§ **Exercise objective**: Your task is to print every entry below exactly as given.

§ **Supplied records**:
//! Logging capability handed to the writer, restorer and capture.
//!
//! Components never log through a global; they receive a `&dyn Logger`.
//! [`TracingLogger`] forwards to `tracing`, [`NoopLogger`] drops everything
//! and [`MemoryLogger`] keeps records for assertions.

use std::sync::Mutex;

#[derive(Debug, Clone, Copy, PartialEq, Eq)]
pub enum LogLevel {
    Info,
    Warn,
    Error,
}

#[derive(Debug, Clone, PartialEq, Eq)]
pub struct LogRecord {
    pub level: LogLevel,
    pub message: String,
}

pub trait Logger: Send + Sync {
    fn info(&self, message: &str);
    fn warn(&self, message: &str);
    fn error(&self, message: &str);
}

#[derive(Debug, Default, Clone, Copy)]
pub struct NoopLogger;

impl Logger for NoopLogger {
    fn info(&self, _message: &str) {}
    fn warn(&self, _message: &str) {}
    fn error(&self, _message: &str) {}
}

#[derive(Debug, Default, Clone, Copy)]
pub struct TracingLogger;

impl Logger for TracingLogger {
    fn info(&self, message: &str) {
        tracing::info!("{message}");
    }

    fn warn(&self, message: &str) {
        tracing::warn!("{message}");
    }

    fn error(&self, message: &str) {
        tracing::error!("{message}");
    }
}

/// Collects log records in memory.
#[derive(Debug, Default)]
pub struct MemoryLogger {
    records: Mutex<Vec<LogRecord>>,
}

impl MemoryLogger {
    pub fn new() -> Self {
        Self::default()
    }

    pub fn records(&self) -> Vec<LogRecord> {
        match self.records.lock() {
            Ok(records) => records.clone(),
            Err(poisoned) => poisoned.into_inner().clone(),
        }
    }

    /// Messages logged at `level`, in order.
    pub fn messages(&self, level: LogLevel) -> Vec<String> {
        self.records()
            .into_iter()
            .filter(|record| record.level == level)
            .map(|record| record.message)
            .collect()
    }

    fn push(&self, level: LogLevel, message: &str) {
        let record = LogRecord {
            level,
            message: message.to_string(),
        };
        match self.records.lock() {
            Ok(mut records) => records.push(record),
            Err(poisoned) => poisoned.into_inner().push(record),
        }
    }
}

impl Logger for MemoryLogger {
    fn info(&self, message: &str) {
        self.push(LogLevel::Info, message);
    }

    fn warn(&self, message: &str) {
        self.push(LogLevel::Warn, message);
    }

    fn error(&self, message: &str) {
        self.push(LogLevel::Error, message);
    }
}

#[cfg(test)]
mod tests {
    use super::*;

    #[test]
    fn memory_logger_keeps_levels_apart() {
        let logger = MemoryLogger::new();
        logger.info("started");
        logger.warn("collision");
        logger.error("boom");
        logger.warn("again");

        assert_eq!(logger.records().len(), 4);
        assert_eq!(logger.messages(LogLevel::Warn), vec!["collision", "again"]);
        assert_eq!(logger.messages(LogLevel::Error), vec!["boom"]);
    }
}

§ **Task output**:
//! Logging capability handed to the writer, restorer and capture.
//!
//! Components never log through a global; they receive a `&dyn Logger`.
//! [`TracingLogger`] forwards to `tracing`, [`NoopLogger`] drops everything
//! and [`MemoryLogger`] keeps records for assertions.

use std::sync::Mutex;

#[derive(Debug, Clone, Copy, PartialEq, Eq)]
pub enum LogLevel {
    Info,
    Warn,
    Error,
}

#[derive(Debug, Clone, PartialEq, Eq)]
pub struct LogRecord {
    pub level: LogLevel,
    pub message: String,
}

pub trait Logger: Send + Sync {
    fn info(&self, message: &str);
    fn warn(&self, message: &str);
    fn error(&self, message: &str);
}

#[derive(Debug, Default, Clone, Copy)]
pub struct NoopLogger;

impl Logger for NoopLogger {
    fn info(&self, _message: &str) {}
    fn warn(&self, _message: &str) {}
    fn error(&self, _message: &str) {}
}

#[derive(Debug, Default, Clone, Copy)]
pub struct TracingLogger;

impl Logger for TracingLogger {
    fn info(&self, message: &str) {
        tracing::info!("{message}");
    }

    fn warn(&self, message: &str) {
        tracing::warn!("{message}");
    }

    fn error(&self, message: &str) {
        tracing::error!("{message}");
    }
}

/// Collects log records in memory.
#[derive(Debug, Default)]
pub struct MemoryLogger {
    records: Mutex<Vec<LogRecord>>,
}

impl MemoryLogger {
    pub fn new() -> Self {
        Self::default()
    }

    pub fn records(&self) -> Vec<LogRecord> {
        match self.records.lock() {
            Ok(records) => records.clone(),
            Err(poisoned) => poisoned.into_inner().clone(),
        }
    }

    /// Messages logged at `level`, in order.
    pub fn messages(&self, level: LogLevel) -> Vec<String> {
        self.records()
            .into_iter()
            .filter(|record| record.level == level)
            .map(|record| record.message)
            .collect()
    }

    fn push(&self, level: LogLevel, message: &str) {
        let record = LogRecord {
            level,
            message: message.to_string(),
        };
        match self.records.lock() {
            Ok(mut records) => records.push(record),
            Err(poisoned) => poisoned.into_inner().push(record),
        }
    }
}

impl Logger for MemoryLogger {
    fn info(&self, message: &str) {
        self.push(LogLevel::Info, message);
    }

    fn warn(&self, message: &str) {
        self.push(LogLevel::Warn, message);
    }

    fn error(&self, message: &str) {
        self.push(LogLevel::Error, message);
    }
}

#[cfg(test)]
mod tests {
    use super::*;

    #[test]
    fn memory_logger_keeps_levels_apart() {
        let logger = MemoryLogger::new();
        logger.info("started");
        logger.warn("collision");
        logger.error("boom");
        logger.warn("again");

        assert_eq!(logger.records().len(), 4);
        assert_eq!(logger.messages(LogLevel::Warn), vec!["collision", "again"]);
        assert_eq!(logger.messages(LogLevel::Error), vec!["boom"]);
    }
}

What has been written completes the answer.